CS计算机代考程序代写 database algorithm Normalisation – Part 3

Normalisation – Part 3

Summary and Discussion

Summary of Normal Forms

1NF, 3NF and BCNF are popular in practice. Other normal forms are rarely
used.

1NF: only atomic values for attributes
(part of the definition for the relational data model);

2NF: an intermediate result in the history of database design
theory;

3NF: lossless and dependencies can be preserved;

BCNF: lossless but dependencies may not be preserved.

3NF can only minimise (not necessarily eliminate) redundancy. So a
relation schema in 3NF may still have update anomalies.

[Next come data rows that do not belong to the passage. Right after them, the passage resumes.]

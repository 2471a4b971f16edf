use std::fmt;

use serde::{Deserialize, Deserializer, Serialize, Serializer};
use uuid::Uuid;

use crate::{KairosError, KairosResult};

/// Surrogate key of an attribute time series.
#[derive(Clone, Copy, Debug, Eq, PartialEq, Hash, PartialOrd, Ord)]
pub struct Id(pub [u8; 16]);

impl Id {
    pub fn new() -> Self {
        Self(*Uuid::new_v4().as_bytes())
    }

    pub fn from_uuid_str(value: &str) -> KairosResult<Self> {
        let uuid = Uuid::parse_str(value)
            .map_err(|err| KairosError::bad_request(format!("invalid uuid '{value}': {err}")))?;
        Ok(Self(*uuid.as_bytes()))
    }

    pub fn to_uuid_string(self) -> String {
        Uuid::from_bytes(self.0).to_string()
    }

    pub fn as_bytes(self) -> [u8; 16] {
        self.0
    }

    pub fn as_vec(self) -> Vec<u8> {
        self.0.to_vec()
    }

    pub fn from_bytes(bytes: [u8; 16]) -> Self {
        Self(bytes)
    }
}

impl Default for Id {
    fn default() -> Self {
        Self::new()
    }
}

impl fmt::Display for Id {
    fn fmt(&self, f: &mut fmt::Formatter<'_>) -> fmt::Result {
        let uuid = Uuid::from_bytes(self.0);
        write!(f, "{uuid}")
    }
}

impl Serialize for Id {
    fn serialize<S>(&self, serializer: S) -> Result<S::Ok, S::Error>
    where
        S: Serializer,
    {
        serializer.serialize_str(&self.to_uuid_string())
    }
}

impl<'de> Deserialize<'de> for Id {
    fn deserialize<D>(deserializer: D) -> Result<Self, D::Error>
    where
        D: Deserializer<'de>,
    {
        let value = String::deserialize(deserializer)?;
        Uuid::parse_str(&value)
            .map(|uuid| Id::from_bytes(*uuid.as_bytes()))
            .map_err(|_| serde::de::Error::custom("invalid Id string"))
    }
}

/// Absolute URI naming an entity, a dataset or an attribute instance.
#[derive(Clone, Debug, Eq, PartialEq, Hash, PartialOrd, Ord)]
pub struct Uri(String);

impl Uri {
    pub fn parse(value: &str) -> KairosResult<Self> {
        let Some((scheme, rest)) = value.split_once(':') else {
            return Err(KairosError::bad_request(format!(
                "'{value}' is not a valid URI"
            )));
        };
        let scheme_ok = scheme
            .chars()
            .next()
            .is_some_and(|c| c.is_ascii_alphabetic())
            && scheme
                .chars()
                .all(|c| c.is_ascii_alphanumeric() || matches!(c, '+' | '-' | '.'));
        if !scheme_ok || rest.is_empty() || value.chars().any(char::is_whitespace) {
            return Err(KairosError::bad_request(format!(
                "'{value}' is not a valid URI"
            )));
        }
        Ok(Self(value.to_string()))
    }

    pub fn new_instance_id() -> Self {
        Self(format!("urn:ngsi-ld:Instance:{}", Uuid::new_v4()))
    }

    pub fn as_str(&self) -> &str {
        &self.0
    }

    pub fn into_string(self) -> String {
        self.0
    }
}

impl fmt::Display for Uri {
    fn fmt(&self, f: &mut fmt::Formatter<'_>) -> fmt::Result {
        f.write_str(&self.0)
    }
}

impl Serialize for Uri {
    fn serialize<S>(&self, serializer: S) -> Result<S::Ok, S::Error>
    where
        S: Serializer,
    {
        serializer.serialize_str(&self.0)
    }
}

impl<'de> Deserialize<'de> for Uri {
    fn deserialize<D>(deserializer: D) -> Result<Self, D::Error>
    where
        D: Deserializer<'de>,
    {
        let value = String::deserialize(deserializer)?;
        Uri::parse(&value).map_err(|err| serde::de::Error::custom(err.to_string()))
    }
}

#[cfg(test)]
mod tests {
    use super::{Id, Uri};

    #[test]
    fn id_roundtrips_uuid() {
        let id = Id::new();
        let parsed = Id::from_uuid_str(&id.to_uuid_string()).expect("uuid parse");
        assert_eq!(parsed, id);
        assert!(Id::from_uuid_str("not-a-uuid").is_err());
    }

    #[test]
    fn uri_requires_scheme() {
        assert!(Uri::parse("urn:ngsi-ld:Sensor:01").is_ok());
        assert!(Uri::parse("https://example.org/a").is_ok());
        assert!(Uri::parse("Sensor01").is_err());
        assert!(Uri::parse("1urn:x").is_err());
        assert!(Uri::parse("urn:").is_err());
        assert!(Uri::parse("urn:a b").is_err());
    }

    #[test]
    fn generated_instance_ids_are_distinct() {
        let first = Uri::new_instance_id();
        let second = Uri::new_instance_id();
        assert_ne!(first, second);
        assert!(first.as_str().starts_with("urn:ngsi-ld:Instance:"));
    }
}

A relation schema in BCNF eliminates redundancy.

Why Denormalisation?

Do we need to normalize relation schemas in all cases when designing
a relational database?

The normalisation process may degrade performance when data are
frequently queried.

Since relation schemas are decomposed into many smaller ones after
normalisation, queries need to join many relations together in order to
return the results.

Unfortunately, join operation is very expensive.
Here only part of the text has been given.